Again, some may find these concessions a bit soft compared to harder-edged citybuilders, but I, for one, appreciated the additional safety net. The ease with which you can right its often ailing ship makes SteamWorld Build very approachable, and I'm sure I'd had been turfed out multiple times Frostpunk-style if Build wasn't so accommodating. That's not to say it's a completely easy ride, however. The pacing really ramps up in the latter stages of your rocket part excavation, for example, with timed hordes descending the moment your team of miners start digging them up, and when you're fending off attacks from multiple fronts simultaneously toward the end, you could almost believe you're playing a tower defence game (harking right back to SteamWorld's original pre-Dig DSi roots, of all things) instead of a citybuilder.
You really do go through quite a journey over the course of ten hours or so. It's just that the next ten hours will likely be very similar when you start up afresh on a new map. To some, that sense of easy familiarity will be a welcome relief. To others, however, it will likely descend in a kind of dreary tedium - and no amount of metallic Deadwood stand-ins will cure that. If you're likely to fall into that latter camp, I'd still urge you to at least give it a playthrough on Game Pass, as there really is a lot to like and admire here.

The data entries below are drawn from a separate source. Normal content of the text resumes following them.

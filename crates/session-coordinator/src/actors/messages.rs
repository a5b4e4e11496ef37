//! Actor mailbox messages.
//!
//! Requests carry a `respond_to` oneshot; notifications from spawned
//! summarization jobs do not.

use crate::errors::CoordinatorError;
use crate::models::{Summary, TranscriptArtifact, TranscriptSegment};
use chrono::{DateTime, Utc};
use common::types::MeetingId;
use tokio::sync::oneshot;

use super::meeting::MeetingActorHandle;

/// What asked for the terminal pass.
#[derive(Debug, Clone, Copy, PartialEq, Eq)]
pub enum FinalizeTrigger {
    /// Explicit end-meeting request.
    EndMeeting,

    /// Status transition to COMPLETED or CANCELLED.
    StatusChange,

    /// Expiry sweep.
    Sweep,

    /// Recovery of unfinished finalizations, at startup and on each sweep.
    Recovery,
}

impl FinalizeTrigger {
    pub fn as_str(&self) -> &'static str {
        match self {
            FinalizeTrigger::EndMeeting => "end_meeting",
            FinalizeTrigger::StatusChange => "status_change",
            FinalizeTrigger::Sweep => "sweep",
            FinalizeTrigger::Recovery => "recovery",
        }
    }
}

/// Reply to a finalize request. The terminal write itself happens later.
#[derive(Debug, Clone, Copy, PartialEq, Eq)]
pub enum FinalizeOutcome {
    /// This request claimed the terminal pass.
    Started,

    /// Another trigger already claimed or completed it.
    AlreadyFinalized,
}

/// Segment fields supplied by the caller; the actor assigns the sequence.
#[derive(Debug, Clone)]
pub struct SegmentInput {
    pub speaker: String,
    pub text: String,
    pub is_final: bool,
    pub timestamp: DateTime<Utc>,
}

/// Messages handled by a [`MeetingActor`](super::meeting::MeetingActor).
#[derive(Debug)]
pub enum MeetingMessage {
    /// Persist one segment and fold it into the running transcript.
    AppendSegment {
        segment: SegmentInput,
        respond_to: oneshot::Sender<Result<TranscriptSegment, CoordinatorError>>,
    },

    /// Partial save of the raw transcript, no AI.
    AutoSave {
        respond_to: oneshot::Sender<Result<TranscriptArtifact, CoordinatorError>>,
    },

    /// Request the terminal pass.
    Finalize {
        trigger: FinalizeTrigger,
        respond_to: oneshot::Sender<Result<FinalizeOutcome, CoordinatorError>>,
    },

    /// Snapshot of actor state.
    GetState {
        respond_to: oneshot::Sender<MeetingActorState>,
    },

    /// An enrichment job finished.
    EnrichmentDone {
        content_hash: String,
        summary: Summary,
    },

    /// The terminal write finished (or failed).
    TerminalDone {
        result: Result<TranscriptArtifact, CoordinatorError>,
    },
}

/// Observable state of a meeting actor.
#[derive(Debug, Clone, PartialEq, Eq)]
pub struct MeetingActorState {
    pub meeting_id: MeetingId,
    pub next_sequence: i64,
    pub final_segments: usize,
    pub content_hash: String,
    pub enrichment_in_flight: bool,
    pub terminal_requested: bool,
}

/// Messages handled by the [`MeetingRegistry`](super::registry::MeetingRegistry).
#[derive(Debug)]
pub enum RegistryMessage {
    /// Return the running actor for a meeting, spawning one if needed.
    Start {
        meeting_id: MeetingId,
        respond_to: oneshot::Sender<Result<MeetingActorHandle, CoordinatorError>>,
    },

    /// Cancel and remove a meeting's actor. Replies false if none was running.
    Stop {
        meeting_id: MeetingId,
        respond_to: oneshot::Sender<bool>,
    },

    /// Return the running actor without spawning.
    Get {
        meeting_id: MeetingId,
        respond_to: oneshot::Sender<Option<MeetingActorHandle>>,
    },

    GetStatus {
        respond_to: oneshot::Sender<RegistryStatus>,
    },

    /// Stop accepting new meetings and wind every actor down.
    Shutdown {
        deadline: std::time::Duration,
        respond_to: oneshot::Sender<()>,
    },
}

/// Registry status for readiness and tests.
#[derive(Debug, Clone, PartialEq, Eq)]
pub struct RegistryStatus {
    pub active_meetings: usize,
    pub accepting_new: bool,
}
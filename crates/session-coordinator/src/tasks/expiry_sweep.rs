//! Expiry sweep background task.
//!
//! Periodically moves every SCHEDULED or IN_PROGRESS meeting whose
//! `scheduled_at + duration` is in the past to COMPLETED, then asks each
//! swept meeting's actor to finalize its transcript. Every tick also retakes
//! terminal meetings that still lack a PROCESSED artifact, so a finalization
//! that failed or stalled mid-process is retried once its claim goes stale.
//!
//! # Graceful Shutdown
//!
//! The task supports graceful shutdown via a cancellation token. When the token
//! is cancelled, the task completes its current iteration and exits cleanly.

use crate::actors::{recover_pending_finalizations, FinalizeTrigger, MeetingRegistryHandle};
use crate::errors::CoordinatorError;
use crate::observability::metrics;
use crate::services::state_machine::{SessionStateMachine, SweepOutcome};
use chrono::{DateTime, Utc};
use std::time::Duration;
use tokio_util::sync::CancellationToken;
use tracing::{error, info, instrument, warn};

/// Default sweep interval in seconds.
pub const DEFAULT_SWEEP_INTERVAL_SECONDS: u64 = 60;

/// Start the expiry sweep.
///
/// Runs one sweep per `interval` tick (the first tick fires immediately) and
/// returns when the cancellation token is triggered.
#[instrument(skip_all, name = "sc.task.sweep")]
pub async fn start_expiry_sweep(
    state_machine: SessionStateMachine,
    registry: MeetingRegistryHandle,
    interval: Duration,
    cancel_token: CancellationToken,
) {
    info!(
        target: "sc.task.sweep",
        interval_seconds = interval.as_secs(),
        "Starting expiry sweep task"
    );

    let mut ticker = tokio::time::interval(interval);
    ticker.set_missed_tick_behavior(tokio::time::MissedTickBehavior::Delay);

    loop {
        tokio::select! {
            _ = ticker.tick() => {
                // Errors are logged and counted inside; the next tick retries.
                let _ = run_sweep_once(&state_machine, &registry, Utc::now()).await;
            }
            () = cancel_token.cancelled() => {
                info!(
                    target: "sc.task.sweep",
                    "Expiry sweep task received shutdown signal, exiting"
                );
                break;
            }
        }
    }

    info!(target: "sc.task.sweep", "Expiry sweep task stopped");
}

/// Run a single sweep at `now`.
///
/// Separated from the loop so it can be driven directly. Finalization
/// requests that fail are logged per meeting and do not fail the sweep; the
/// recovery pass at the end of this tick or the next one picks them up.
pub async fn run_sweep_once(
    state_machine: &SessionStateMachine,
    registry: &MeetingRegistryHandle,
    now: DateTime<Utc>,
) -> Result<SweepOutcome, CoordinatorError> {
    let outcome = match state_machine.sweep_expired(now).await {
        Ok(outcome) => outcome,
        Err(e) => {
            error!(
                target: "sc.task.sweep",
                error = %e,
                "Failed to complete expired meetings"
            );
            metrics::record_sweep("error", 0);
            return Err(e);
        }
    };

    metrics::record_sweep("success", outcome.updated_count as u64);

    if outcome.updated_count > 0 {
        info!(
            target: "sc.task.sweep",
            updated_count = outcome.updated_count,
            "Completed expired meetings"
        );
    }

    for meeting_id in &outcome.meeting_ids {
        if let Err(e) = registry.finalize(*meeting_id, FinalizeTrigger::Sweep).await {
            warn!(
                target: "sc.task.sweep",
                meeting_id = %meeting_id,
                error = %e,
                "Failed to request finalization for swept meeting"
            );
        }
    }

    if let Err(e) = recover_pending_finalizations(state_machine.store().as_ref(), registry).await {
        warn!(
            target: "sc.task.sweep",
            error = %e,
            "Failed to recover pending finalizations"
        );
    }

    Ok(outcome)
}
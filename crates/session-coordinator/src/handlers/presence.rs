//! Presence handler.
//!
//! - `POST /api/v1/rooms/:id/presence` - Report JOINED or LEFT
//!
//! Authenticated with the caller's room credential (`require_room_credential`).
//! The identity comes from the credential, never from the body, and the
//! credential must be scoped to the room in the path.

use crate::errors::CoordinatorError;
use crate::handlers::parse_body;
use crate::models::{ParticipantStatus, PresenceRequest, PresenceResponse};
use crate::observability::metrics;
use crate::routes::AppState;
use crate::services::token_issuer::RoomClaims;
use axum::{
    body::Bytes,
    extract::{Path, State},
    Extension, Json,
};
use common::types::MeetingId;
use std::sync::Arc;
use tracing::instrument;
use uuid::Uuid;

/// Handler for POST /api/v1/rooms/:id/presence
///
/// # Response
///
/// - 200 OK: `success` is false for a LEFT from an identity that never joined
/// - 401 Unauthorized: Credential invalid or issued for another room
#[instrument(
    skip_all,
    name = "sc.presence.update",
    fields(method = "POST", endpoint = "/api/v1/rooms/{id}/presence", meeting_id = %meeting_id)
)]
pub async fn update_presence(
    State(state): State<Arc<AppState>>,
    Path(meeting_id): Path<Uuid>,
    Extension(claims): Extension<RoomClaims>,
    body: Bytes,
) -> Result<Json<PresenceResponse>, CoordinatorError> {
    let meeting_id = MeetingId::from(meeting_id);
    if claims.video.room != meeting_id.room_name() {
        tracing::debug!(
            target: "sc.handlers.presence",
            meeting_id = %meeting_id,
            "Room credential scoped to a different room"
        );
        return Err(CoordinatorError::Unauthorized(
            "The room credential is invalid or expired".to_string(),
        ));
    }

    let request: PresenceRequest = parse_body(&body, "update_presence")?;
    let identity = claims.identity();

    let success = match request.status {
        ParticipantStatus::Joined => {
            state
                .presence
                .mark_joined(meeting_id, &identity, &claims.name, claims.kind())
                .await?;
            true
        }
        ParticipantStatus::Left => state.presence.mark_left(meeting_id, &identity).await?,
    };

    metrics::record_presence_update(request.status.as_str(), success);

    Ok(Json(PresenceResponse { success }))
}
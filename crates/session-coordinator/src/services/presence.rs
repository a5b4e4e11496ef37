//! Participant presence.
//!
//! Storage rows are the only source of truth; there is no in-memory counter
//! to drift. Every write is a single upsert or update on (meeting, identity).

use crate::errors::CoordinatorError;
use crate::models::{Participant, ParticipantKind};
use crate::repositories::Store;
use chrono::Utc;
use common::types::{MeetingId, ParticipantIdentity};
use std::sync::Arc;
use tracing::instrument;

#[derive(Clone)]
pub struct PresenceTracker {
    store: Arc<dyn Store>,
}

impl PresenceTracker {
    pub fn new(store: Arc<dyn Store>) -> Self {
        Self { store }
    }

    /// Record a join. Rejoining clears `left_at` and refreshes `joined_at`.
    #[instrument(skip_all, fields(meeting_id = %meeting_id, kind = kind.as_str()))]
    pub async fn mark_joined(
        &self,
        meeting_id: MeetingId,
        identity: &ParticipantIdentity,
        display_name: &str,
        kind: ParticipantKind,
    ) -> Result<Participant, CoordinatorError> {
        self.store
            .upsert_joined(meeting_id, identity, display_name, kind, Utc::now())
            .await
    }

    /// Record a leave. Returns false when the identity never joined.
    #[instrument(skip_all, fields(meeting_id = %meeting_id))]
    pub async fn mark_left(
        &self,
        meeting_id: MeetingId,
        identity: &ParticipantIdentity,
    ) -> Result<bool, CoordinatorError> {
        let updated = self
            .store
            .mark_left(meeting_id, identity, Utc::now())
            .await?;

        if updated.is_none() {
            tracing::debug!(
                target: "sc.service.presence",
                "Leave reported for an identity that never joined"
            );
        }
        Ok(updated.is_some())
    }

    pub async fn active_count(&self, meeting_id: MeetingId) -> Result<i64, CoordinatorError> {
        self.store.count_active(meeting_id).await
    }

    pub async fn total_count(&self, meeting_id: MeetingId) -> Result<i64, CoordinatorError> {
        self.store.count_total(meeting_id).await
    }

    /// Active and total counts together.
    pub async fn counts(&self, meeting_id: MeetingId) -> Result<(i64, i64), CoordinatorError> {
        let active = self.active_count(meeting_id).await?;
        let total = self.total_count(meeting_id).await?;
        Ok((active.min(total), total))
    }
}
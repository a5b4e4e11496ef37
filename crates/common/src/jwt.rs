//! JWT utilities shared across session coordinator crates.
//!
//! User tokens and room credentials both pass through [`check_token_shape`]
//! before any decoding, and both reject an `iat` beyond the configured skew.
//! Every rejection carries the same message; the reason is only logged.
//!
//! [`UserClaims`] hides `sub` and `org_id` from `Debug`.

use serde::{Deserialize, Serialize};
use std::fmt;
use std::time::Duration;
use thiserror::Error;

// =============================================================================
// Constants
// =============================================================================

/// Upper bound on an encoded token. User tokens and room credentials are a
/// few hundred bytes.
pub const MAX_JWT_SIZE_BYTES: usize = 8192;

/// Skew allowed on `iat` when none is configured.
pub const DEFAULT_CLOCK_SKEW: Duration = Duration::from_secs(300);

/// Largest skew configuration accepts.
pub const MAX_CLOCK_SKEW: Duration = Duration::from_secs(600);

// =============================================================================
// Error Types
// =============================================================================

/// Token rejection reasons. All variants display identically.
#[derive(Error, Debug, Clone, PartialEq, Eq)]
pub enum JwtValidationError {
    /// Longer than [`MAX_JWT_SIZE_BYTES`].
    #[error("The access token is invalid or expired")]
    TokenTooLarge,

    /// Not `header.payload.signature`.
    #[error("The access token is invalid or expired")]
    MalformedToken,

    /// Issued further in the future than the skew allows.
    #[error("The access token is invalid or expired")]
    IatTooFarInFuture,
}

// =============================================================================
// Claims Types
// =============================================================================

/// Claims carried by a user token from the identity provider.
///
/// - `sub`: stable user id
/// - `org_id`: organization the user is acting in
/// - `name`: optional display name used as the default room display name
#[derive(Clone, Serialize, Deserialize)]
pub struct UserClaims {
    /// Subject (user id) - redacted in Debug output.
    pub sub: String,

    /// Organization membership - redacted in Debug output.
    pub org_id: String,

    /// Display name, if the identity provider supplies one.
    #[serde(default, skip_serializing_if = "Option::is_none")]
    pub name: Option<String>,

    /// Unix seconds.
    pub exp: i64,

    /// Unix seconds.
    pub iat: i64,
}

impl fmt::Debug for UserClaims {
    fn fmt(&self, f: &mut fmt::Formatter<'_>) -> fmt::Result {
        f.debug_struct("UserClaims")
            .field("sub", &"[REDACTED]")
            .field("org_id", &"[REDACTED]")
            .field("name", &self.name)
            .field("exp", &self.exp)
            .field("iat", &self.iat)
            .finish()
    }
}

impl UserClaims {
    /// Check whether the caller belongs to the given organization.
    #[must_use]
    pub fn is_member_of(&self, org_id: &str) -> bool {
        !self.org_id.is_empty() && self.org_id == org_id
    }
}

// =============================================================================
// Functions
// =============================================================================

/// Reject tokens that are empty, oversized, or not three dot-separated parts.
///
/// # Errors
///
/// - `TokenTooLarge` - Token exceeds `MAX_JWT_SIZE_BYTES`
/// - `MalformedToken` - Token is not `header.payload.signature`
pub fn check_token_shape(token: &str) -> Result<(), JwtValidationError> {
    if token.len() > MAX_JWT_SIZE_BYTES {
        tracing::debug!(
            target: "common.jwt",
            token_size = token.len(),
            max_size = MAX_JWT_SIZE_BYTES,
            "Oversized token rejected"
        );
        return Err(JwtValidationError::TokenTooLarge);
    }

    let parts = token.split('.').count();
    if parts != 3 || token.split('.').any(str::is_empty) {
        tracing::debug!(
            target: "common.jwt",
            parts = parts,
            "Token without three non-empty segments rejected"
        );
        return Err(JwtValidationError::MalformedToken);
    }

    Ok(())
}

/// Reject an `iat` more than `clock_skew` ahead of the local clock.
///
/// # Errors
///
/// `IatTooFarInFuture` when the token claims to be issued later than
/// now plus `clock_skew`.
pub fn validate_iat(iat: i64, clock_skew: Duration) -> Result<(), JwtValidationError> {
    let now = chrono::Utc::now().timestamp();
    validate_iat_at(iat, clock_skew, now)
}

/// [`validate_iat`] with the clock passed in.
pub(crate) fn validate_iat_at(
    iat: i64,
    clock_skew: Duration,
    now: i64,
) -> Result<(), JwtValidationError> {
    // clock_skew is bounded to MAX_CLOCK_SKEW by configuration
    #[allow(clippy::cast_possible_wrap)]
    let latest_allowed = now + clock_skew.as_secs() as i64;

    if iat > latest_allowed {
        tracing::debug!(
            target: "common.jwt",
            iat,
            now,
            latest_allowed,
            "Token issued in the future rejected"
        );
        return Err(JwtValidationError::IatTooFarInFuture);
    }

    Ok(())
}

#[cfg(test)]
#[allow(clippy::unwrap_used, clippy::expect_used, clippy::cast_possible_wrap)]
mod tests {
    use super::*;
    use jsonwebtoken::{decode, encode, Algorithm, DecodingKey, EncodingKey, Header, Validation};

    fn claims() -> UserClaims {
        let now = chrono::Utc::now().timestamp();
        UserClaims {
            sub: "user-1234".to_string(),
            org_id: "org-acme".to_string(),
            name: Some("Ada".to_string()),
            exp: now + 3600,
            iat: now,
        }
    }

    #[test]
    fn test_token_at_size_limit_is_accepted() {
        let body = "a".repeat(MAX_JWT_SIZE_BYTES - 4);
        assert!(check_token_shape(&format!("{body}.b.c")).is_ok());
    }

    #[test]
    fn test_check_token_shape_accepts_three_parts() {
        assert!(check_token_shape("aaa.bbb.ccc").is_ok());
    }

    #[test]
    fn test_check_token_shape_rejects_malformed() {
        assert_eq!(
            check_token_shape("not-a-jwt"),
            Err(JwtValidationError::MalformedToken)
        );
        assert_eq!(
            check_token_shape("a..c"),
            Err(JwtValidationError::MalformedToken)
        );
        assert_eq!(check_token_shape(""), Err(JwtValidationError::MalformedToken));
    }

    #[test]
    fn test_check_token_shape_rejects_oversized() {
        let oversized = format!("{}.b.c", "a".repeat(MAX_JWT_SIZE_BYTES));
        assert_eq!(
            check_token_shape(&oversized),
            Err(JwtValidationError::TokenTooLarge)
        );
    }

    #[test]
    fn test_iat_skew_boundary() {
        let now = 1_772_442_000_i64;
        let skew = DEFAULT_CLOCK_SKEW;

        assert!(validate_iat_at(now - 3600, skew, now).is_ok());
        assert!(validate_iat_at(now + 300, skew, now).is_ok());
        assert_eq!(
            validate_iat_at(now + 301, skew, now),
            Err(JwtValidationError::IatTooFarInFuture)
        );
    }

    #[test]
    fn test_fresh_claims_pass_iat_check() {
        assert!(validate_iat(claims().iat, DEFAULT_CLOCK_SKEW).is_ok());
    }

    #[test]
    fn test_user_claims_debug_redacts_identity() {
        let rendered = format!("{:?}", claims());

        assert!(!rendered.contains("user-1234"));
        assert!(!rendered.contains("org-acme"));
        assert!(rendered.contains("Ada"));
    }

    #[test]
    fn test_user_claims_membership() {
        let claims = claims();
        assert!(claims.is_member_of("org-acme"));
        assert!(!claims.is_member_of("org-other"));

        let orphan = UserClaims {
            org_id: String::new(),
            ..claims
        };
        assert!(!orphan.is_member_of(""));
    }

    #[test]
    fn test_user_claims_hs256_roundtrip_without_name() {
        let secret = b"identity-secret-for-tests-32bytes";
        let mut claims = claims();
        claims.name = None;

        let token = encode(
            &Header::new(Algorithm::HS256),
            &claims,
            &EncodingKey::from_secret(secret),
        )
        .unwrap();
        assert!(!token.contains("\"name\""));

        let decoded = decode::<UserClaims>(
            &token,
            &DecodingKey::from_secret(secret),
            &Validation::new(Algorithm::HS256),
        )
        .unwrap();
        assert_eq!(decoded.claims.sub, "user-1234");
        assert!(decoded.claims.name.is_none());
    }
}
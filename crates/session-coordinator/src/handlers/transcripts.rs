//! Transcript handlers.
//!
//! - `POST /api/v1/meetings/:id/segments` - Ingest one segment
//! - `GET /api/v1/meetings/:id/segments` - Segments in canonical order
//! - `POST /api/v1/meetings/:id/transcript/auto-save` - Partial save, no AI
//! - `GET /api/v1/meetings/:id/transcript` - Current artifact

use crate::errors::CoordinatorError;
use crate::handlers::parse_body;
use crate::models::{AppendSegmentRequest, ArtifactResponse, SegmentAck, SegmentResponse};
use crate::routes::AppState;
use axum::{
    body::Bytes,
    extract::{Path, State},
    http::StatusCode,
    Extension, Json,
};
use common::jwt::UserClaims;
use common::types::MeetingId;
use std::sync::Arc;
use tracing::instrument;
use uuid::Uuid;

/// Handler for POST /api/v1/meetings/:id/segments
///
/// # Response
///
/// - 201 Created: Segment persisted with its assigned sequence
/// - 400 Bad Request: Missing speaker or text, or over-long fields
/// - 410 Gone: Meeting ended or transcript already finalized
#[instrument(
    skip_all,
    name = "sc.transcript.append",
    fields(method = "POST", endpoint = "/api/v1/meetings/{id}/segments", meeting_id = %meeting_id)
)]
pub async fn append_segment(
    State(state): State<Arc<AppState>>,
    Path(meeting_id): Path<Uuid>,
    Extension(claims): Extension<UserClaims>,
    body: Bytes,
) -> Result<(StatusCode, Json<SegmentAck>), CoordinatorError> {
    let request: AppendSegmentRequest = parse_body(&body, "append_segment")?;

    let segment = state
        .meetings
        .append_segment(MeetingId::from(meeting_id), &claims, request)
        .await?;

    Ok((
        StatusCode::CREATED,
        Json(SegmentAck {
            accepted: true,
            segment_id: segment.segment_id,
            sequence: segment.sequence,
        }),
    ))
}

/// Handler for GET /api/v1/meetings/:id/segments
#[instrument(
    skip_all,
    name = "sc.transcript.list",
    fields(method = "GET", endpoint = "/api/v1/meetings/{id}/segments", meeting_id = %meeting_id)
)]
pub async fn list_segments(
    State(state): State<Arc<AppState>>,
    Path(meeting_id): Path<Uuid>,
    Extension(claims): Extension<UserClaims>,
) -> Result<Json<Vec<SegmentResponse>>, CoordinatorError> {
    let segments = state
        .meetings
        .list_segments(MeetingId::from(meeting_id), &claims)
        .await?;
    Ok(Json(segments.iter().map(SegmentResponse::from).collect()))
}

/// Handler for POST /api/v1/meetings/:id/transcript/auto-save
///
/// Safe to retry. Once the transcript is final, returns the final artifact
/// unchanged.
#[instrument(
    skip_all,
    name = "sc.transcript.auto_save",
    fields(
        method = "POST",
        endpoint = "/api/v1/meetings/{id}/transcript/auto-save",
        meeting_id = %meeting_id
    )
)]
pub async fn auto_save(
    State(state): State<Arc<AppState>>,
    Path(meeting_id): Path<Uuid>,
    Extension(claims): Extension<UserClaims>,
) -> Result<Json<ArtifactResponse>, CoordinatorError> {
    let artifact = state
        .meetings
        .auto_save(MeetingId::from(meeting_id), &claims)
        .await?;
    Ok(Json(ArtifactResponse::from(&artifact)))
}

/// Handler for GET /api/v1/meetings/:id/transcript
#[instrument(
    skip_all,
    name = "sc.transcript.get",
    fields(method = "GET", endpoint = "/api/v1/meetings/{id}/transcript", meeting_id = %meeting_id)
)]
pub async fn get_transcript(
    State(state): State<Arc<AppState>>,
    Path(meeting_id): Path<Uuid>,
    Extension(claims): Extension<UserClaims>,
) -> Result<Json<ArtifactResponse>, CoordinatorError> {
    let artifact = state
        .meetings
        .get_artifact(MeetingId::from(meeting_id), &claims)
        .await?;
    Ok(Json(ArtifactResponse::from(&artifact)))
}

But I do worry about whether Build has enough gas in the tank to keep players coming back for more as time goes on. I already feel like I've had my fill of it, for example, and when each map is mostly more of the same, there's little incentive (or indeed capacity) to try things differently. Decoration items are available, but never needed, for example, and the path to success always lies in ruthless efficiency. There's nothing wrong with that in itself, of course, but for a series that's always excelled at feeding players' imaginations - from sniping off hats in SteamWorld Heist, mixing magic cards in SteamWorld Quest, or speedrunning its platform challenges in Dig 2 - Build just lacks that spark of creativity to launch it into SteamWorld stardom.
This review is based on a retail build of the game provided by publishers Thunderful.